Blood stains and broken bodies,
beneath the verdant green.
Stilled smile in photo frame
clutched to breast each night.
Bereft widow lies in bed,
his voice only within her head.
Stanley, called to World War II,
assigned to stressful desk job.
Safe, his thankful family thought,
gentle soul far from battle.
But war destroys in different ways.
Pressure built. Commands grew harsh.
Time, country, lives at stake.
Stanley broke . . . mind imploded.
Other soldiers moved forward,
Stanley retreated inward.
Into the mind’s maze.
once in – no way out.
His world, one room.
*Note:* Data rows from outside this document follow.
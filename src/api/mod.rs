pub mod error;
pub mod request;
pub mod response;

pub use error::{FerrousMoatError, Result};
pub use request::{ChatMessage, QueryRequest, Urgency};
pub use response::{HitKind, QueryOutcome, QueryResponse};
His eyes vacant.
No words. Only rare mutterings.
His way lost in the war,
once a brilliant mind, is where?
Weekly family visits
in his once was home.
Devoted family tried
tried to talk, to share.
You bring me to be with you
but Iamnot here
The cacophony of war –
in the silence we see.
Written for dVerse, the virtual pub for poets where today Bjorn asks us to consider the poetry of war.
My first thought when I read this prompt, was of Arlington Cemetery. And I thought of the hushed silence in that sacred space. And then I thought of my husband’s Uncle Stanley who came back from World War II a different person. I am of the mind that war is hell . . . no matter one’s role in it.